Sunday, May 5, 2013

A medical dictionary that tells the truth about quackery!

Most medical dictionaries that I've checked since getting into skepticism give credulous definitions of pseudomedical terms. For example, they'll say something like "acupuncture: ancient Chinese treatment that uses needles to unblock Qi flow in meridians", "homeopathy: system of medicine that treats ailments using small amounts of substances which produce the same symptoms", or "magnetic therapy: a type of therapy in which magnets are placed on the body to penetrate and correct the body's energy fields". (that last one is an exact quote from Medical Assisting: Administrative and Clinical Procedures with Anatomy & Physiology, 4e) For a while now I have been keeping an eye open for medical dictionaries which don't have this annoyance. But I finally found, completely serendipitously, Collins Dictionary of Medicine, 4th Edition, by Robert M. Youngson. I don't have my own copy yet (I was reading a friend's copy at school) so I can't give any quotes from it, but it's pretty awesome.

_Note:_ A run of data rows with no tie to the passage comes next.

//! Heuristic occupation classification.
//!
//! School programs and offers are mapped onto a small closed set of
//! occupation families by keyword predicates. The predicate tables are plain
//! data evaluated first-match-wins, so extending them never touches control
//! flow.

use once_cell::sync::Lazy;
use pracehub_text::{normalize, token_in_text};
use serde::{Deserialize, Serialize};
use std::collections::{HashMap, HashSet};

/// Occupation family of a program or offer shard.
#[derive(Debug, Clone, Copy, PartialEq, Eq, Hash, Serialize, Deserialize)]
#[serde(rename_all = "lowercase")]
pub enum Category {
    /// Vehicle repair and maintenance.
    Auto,
    /// Agricultural and construction machinery.
    Agri,
    /// Cooking and food preparation.
    Kuchar,
    /// Waiting staff and hotel service.
    Cisnik,
    /// Bar service.
    Barman,
    /// Professional driving and logistics.
    Ridic,
    /// Welding and metalwork.
    Svarec,
    /// Everything else.
    Other,
}

impl Category {
    /// All categories, in display order.
    pub const ALL: [Category; 8] = [
        Category::Auto,
        Category::Agri,
        Category::Kuchar,
        Category::Cisnik,
        Category::Barman,
        Category::Ridic,
        Category::Svarec,
        Category::Other,
    ];

    /// Shard/manifest tag for this category.
    pub fn tag(self) -> &'static str {
        match self {
            Category::Auto => "auto",
            Category::Agri => "agri",
            Category::Kuchar => "kuchar",
            Category::Cisnik => "cisnik",
            Category::Barman => "barman",
            Category::Ridic => "ridic",
            Category::Svarec => "svarec",
            Category::Other => "other",
        }
    }

    /// Category for a shard/manifest tag.
    pub fn from_tag(tag: &str) -> Option<Category> {
        Category::ALL.iter().copied().find(|c| c.tag() == tag)
    }
}

/// Ordered predicate table: the first category whose needle list hits the
/// normalized program name wins.
const CATEGORY_RULES: &[(Category, &[&str])] = &[
    (Category::Auto, &["motorovych vozidel", "automechanik", "kfz"]),
    (Category::Agri, &["zemedelsk", "baumaschinen", "landmaschinen"]),
    (Category::Ridic, &["ridic", "spedit", "logist"]),
    (Category::Svarec, &["svarec", "svare"]),
    (Category::Barman, &["barman", "barist"]),
    (Category::Cisnik, &["cisnik", "servirk", "hotel"]),
    (Category::Kuchar, &["kuchar", "gastr"]),
];

/// Classify a program/offer description into a coarse category.
pub fn category_for_program(name: &str) -> Category {
    let key = normalize(name);
    if key.is_empty() {
        return Category::Other;
    }
    for (category, needles) in CATEGORY_RULES {
        if needles.iter().any(|needle| key.contains(needle)) {
            return *category;
        }
    }
    Category::Other
}

/// A fine-grained focus tag scoped to a category.
#[derive(Debug, Clone, Copy, PartialEq, Eq, Serialize)]
pub struct Focus {
    /// Stable focus id, referenced by [`SearchQuery::focus`].
    ///
    /// [`SearchQuery::focus`]: pracehub_core::SearchQuery::focus
    pub id: &'static str,
    /// Display label.
    pub label: &'static str,
}

const fn focus(id: &'static str, label: &'static str) -> Focus {
    Focus { id, label }
}

const FOCUSES_AUTO: &[Focus] = &[
    focus("svarec", "Svářečský průkaz"),
    focus("diagnostika", "Diagnostika (OBD, elektro)"),
    focus("klima", "Klimatizace (AC)"),
    focus("ridicC", "Řidičák C / práce s užitkovými vozy"),
];
const FOCUSES_AGRI: &[Focus] = &[
    focus("svarec", "Svářečský průkaz"),
    focus("hydraulika", "Hydraulika / pneumatika"),
    focus("servis", "Servis v terénu"),
];
const FOCUSES_KUCHAR: &[Focus] = &[
    focus("cukrar", "Cukrářství / pečení"),
    focus("catering", "Catering / eventy"),
    focus("barista", "Káva / barista"),
];
const FOCUSES_CISNIK: &[Focus] = &[
    focus("catering", "Catering / eventy"),
    focus("barista", "Káva / barista"),
];
const FOCUSES_BARMAN: &[Focus] = &[
    focus("barista", "Káva / barista"),
    focus("catering", "Catering / eventy"),
];
const FOCUSES_RIDIC: &[Focus] = &[focus("ridicC", "Řidičák C / profesní průkaz")];
const FOCUSES_SVAREC: &[Focus] = &[focus("svarec", "Svářečský průkaz")];

/// Candidate focuses offered for each category.
pub fn focuses_for(category: Category) -> &'static [Focus] {
    match category {
        Category::Auto => FOCUSES_AUTO,
        Category::Agri => FOCUSES_AGRI,
        Category::Kuchar => FOCUSES_KUCHAR,
        Category::Cisnik => FOCUSES_CISNIK,
        Category::Barman => FOCUSES_BARMAN,
        Category::Ridic => FOCUSES_RIDIC,
        Category::Svarec | Category::Other => FOCUSES_SVAREC,
    }
}

/// Keyword sets matched against offer text when a focus is selected.
static FOCUS_KEYWORDS: Lazy<HashMap<&'static str, &'static [&'static str]>> = Lazy::new(|| {
    let table: &[(&str, &[&str])] = &[
        ("svarec", &["svarec", "svare", "welding", "tig", "mig", "mag"]),
        ("diagnostika", &["diagnost", "mechatron", "autoelektr", "elektr", "technolog"]),
        ("klima", &["klimatiz", "chlad", "chlaz", "chladar"]),
        ("ridicC", &["ridic", "naklad", "kamion", "tahac", "souprava", "logistik"]),
        ("hydraulika", &["hydraul", "pneumat"]),
        ("servis", &["servis", "technik", "montaz", "udrzb", "oprava"]),
        ("cukrar", &["cukrar", "pekar", "pekarst", "peciv", "dort", "dezert"]),
        ("catering", &["catering", "event", "banket", "raut", "svateb"]),
        ("barista", &["barista", "kava", "kavar", "coffee"]),
    ];
    table.iter().copied().collect()
});

/// Whether an offer's searchable text matches a focus.
///
/// An empty or unknown focus id matches everything; otherwise any keyword of
/// the focus must be present in the (already normalized) haystack.
pub fn focus_matches(haystack: &str, focus_id: &str) -> bool {
    let id = focus_id.trim();
    if id.is_empty() {
        return true;
    }
    let Some(keywords) = FOCUS_KEYWORDS.get(id).filter(|k| !k.is_empty()) else {
        return true;
    };
    keywords.iter().any(|kw| token_in_text(haystack, kw))
}

/// A recommended role for the classified program.
#[derive(Debug, Clone, Copy, PartialEq, Eq, Serialize)]
pub struct Role {
    /// Position title.
    pub title: &'static str,
    /// One-line note about the role.
    pub note: &'static str,
}

const fn role(title: &'static str, note: &'static str) -> Role {
    Role { title, note }
}

const ROLES_AUTO: &[Role] = &[
    role("Automechanik", "Servis osobních i užitkových vozů"),
    role("Mechanik opravář motorových vozidel", "Diagnostika a opravy"),
    role("KFZ-Mechatroniker", "Zahraničí / německé názvy"),
];
const ROLES_AGRI: &[Role] = &[
    role("Opravář zemědělských strojů", "Servis traktorů a techniky"),
    role("Mechanik zemědělské techniky", "Záruční i pozáruční servis"),
    role("Land-/Baumaschinenmechatroniker", "Zahraničí / německé názvy"),
];
const ROLES_KUCHAR: &[Role] = &[
    role("Kuchař", "Teplá/studená kuchyně"),
    role("Pomocný kuchař", "Základní příprava a výdej"),
    role("Koch", "Zahraničí / německé názvy"),
];
const ROLES_CISNIK: &[Role] = &[
    role("Číšník", "Obsluha, hotel, restaurace"),
    role("Servírka", "Obsluha, hotel, restaurace"),
    role("Kellner", "Zahraničí / německé názvy"),
];
const ROLES_BARMAN: &[Role] = &[
    role("Barman", "Bar, míchané nápoje"),
    role("Barista", "Káva a obsluha"),
];
const ROLES_RIDIC: &[Role] = &[
    role("Řidič", "Rozvoz, doprava, logistika"),
    role("Řidič nákladního vozidla", "Kamion / náklad"),
];
const ROLES_SVAREC: &[Role] = &[
    role("Svářeč", "MIG/MAG, TIG apod."),
    role("Zámečník", "Dílna / výroba"),
];
const ROLES_OTHER: &[Role] = &[role("Pracovník v oboru", "Upřesni obor nebo pozici")];

fn base_roles(category: Category) -> &'static [Role] {
    match category {
        Category::Auto => ROLES_AUTO,
        Category::Agri => ROLES_AGRI,
        Category::Kuchar => ROLES_KUCHAR,
        Category::Cisnik => ROLES_CISNIK,
        Category::Barman => ROLES_BARMAN,
        Category::Ridic => ROLES_RIDIC,
        Category::Svarec => ROLES_SVAREC,
        Category::Other => ROLES_OTHER,
    }
}

const EXTRA_SVAREC: &[Role] = &[
    role("Svářeč", "Doplněk k technickým oborům"),
    role("Zámečník", "Dílna / výroba"),
];
const EXTRA_DIAGNOSTIKA: &[Role] = &[role("Autoelektrikář", "Elektro a diagnostika")];
const EXTRA_KLIMA: &[Role] = &[role("Servis klimatizací", "AC systémy")];
const EXTRA_RIDICC: &[Role] = &[role("Mechanik (užitkové vozy)", "Kombinace řízení + servis")];
const EXTRA_HYDRAULIKA: &[Role] = &[role("Servisní technik hydrauliky", "Pumpy, hadice, okruhy")];
const EXTRA_SERVIS: &[Role] = &[role("Servisní technik (výjezdy)", "Práce v terénu")];
const EXTRA_CUKRAR: &[Role] = &[role("Cukrář", "Pečení, dezerty")];
const EXTRA_CATERING: &[Role] = &[role("Kuchař (catering)", "Akce a eventy")];
const EXTRA_BARISTA: &[Role] = &[role("Barista", "Káva, obsluha")];
const EXTRA_NONE: &[Role] = &[];

fn extra_roles(focus_id: &str) -> &'static [Role] {
    match focus_id {
        "svarec" => EXTRA_SVAREC,
        "diagnostika" => EXTRA_DIAGNOSTIKA,
        "klima" => EXTRA_KLIMA,
        "ridicC" => EXTRA_RIDICC,
        "hydraulika" => EXTRA_HYDRAULIKA,
        "servis" => EXTRA_SERVIS,
        "cukrar" => EXTRA_CUKRAR,
        "catering" => EXTRA_CATERING,
        "barista" => EXTRA_BARISTA,
        _ => EXTRA_NONE,
    }
}

/// Recommended roles for a category, extended by the selected focus.
///
/// Deduplicated by normalized title, first occurrence wins.
pub fn recommended_roles(category: Category, focus_id: Option<&str>) -> Vec<Role> {
    let mut out: Vec<Role> = base_roles(category).to_vec();
    if let Some(id) = focus_id.map(str::trim).filter(|id| !id.is_empty()) {
        out.extend_from_slice(extra_roles(id));
    }

    let mut seen = HashSet::new();
    out.retain(|r| seen.insert(normalize(r.title)));
    out
}

/// Result of classifying a program name.
#[derive(Debug, Clone, Copy, PartialEq, Eq, Serialize)]
pub struct Classification {
    /// The matched occupation family.
    pub category: Category,
    /// Focuses offered for that family.
    pub focuses: &'static [Focus],
}

/// Classify a free-text program name into a category and its focus options.
pub fn classify(program_name: &str) -> Classification {
    let category = category_for_program(program_name);
    Classification { category, focuses: focuses_for(category) }
}

/// Wire shape of the school/program index.
///
/// Consumed only to derive a [`Category`] from a selected program; the
/// ranking core has no other use for schools.
#[derive(Debug, Clone, Default, PartialEq, Serialize, Deserialize)]
pub struct SchoolIndex {
    /// All indexed schools.
    #[serde(default)]
    pub schools: Vec<School>,
}

/// A school record from the school/program index.
#[derive(Debug, Clone, Default, PartialEq, Serialize, Deserialize)]
pub struct School {
    /// School display name.
    #[serde(default)]
    pub name: String,
    /// Offered study programs.
    #[serde(default)]
    pub programs: Vec<Program>,
}

/// One study program of a school.
#[derive(Debug, Clone, Default, PartialEq, Serialize, Deserialize)]
pub struct Program {
    /// Program code.
    #[serde(default)]
    pub code: String,
    /// Program name.
    #[serde(default)]
    pub name: String,
}

impl School {
    /// Category of the program selected by code (or name, when codeless).
    pub fn program_category(&self, selected: &str) -> Category {
        let program_name = self
            .programs
            .iter()
            .find(|p| {
                let id = if p.code.is_empty() { p.name.as_str() } else { p.code.as_str() };
                id == selected
            })
            .map(|p| p.name.as_str())
            .unwrap_or("");
        category_for_program(program_name)
    }
}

Aside from the evidence-based approach, it also has entries on things like "ice-cream headache", so it's extra cool. Unfortunately I am having a hard time finding it for sale online. There's an ebay auction but it's so I'm not sure if I can even buy it with my account, and then it would probably cost extra to ship it to my side of the pond. When I search Amazon for the ISBN, it comes up with Xdict of Medicine Pb by Youngson Robert M (Dec 15, 2011) (the actual book was printed in 2012) and the cover picture says Collins Dictionary of Mathematics, so I don't even know what the heck is going on there.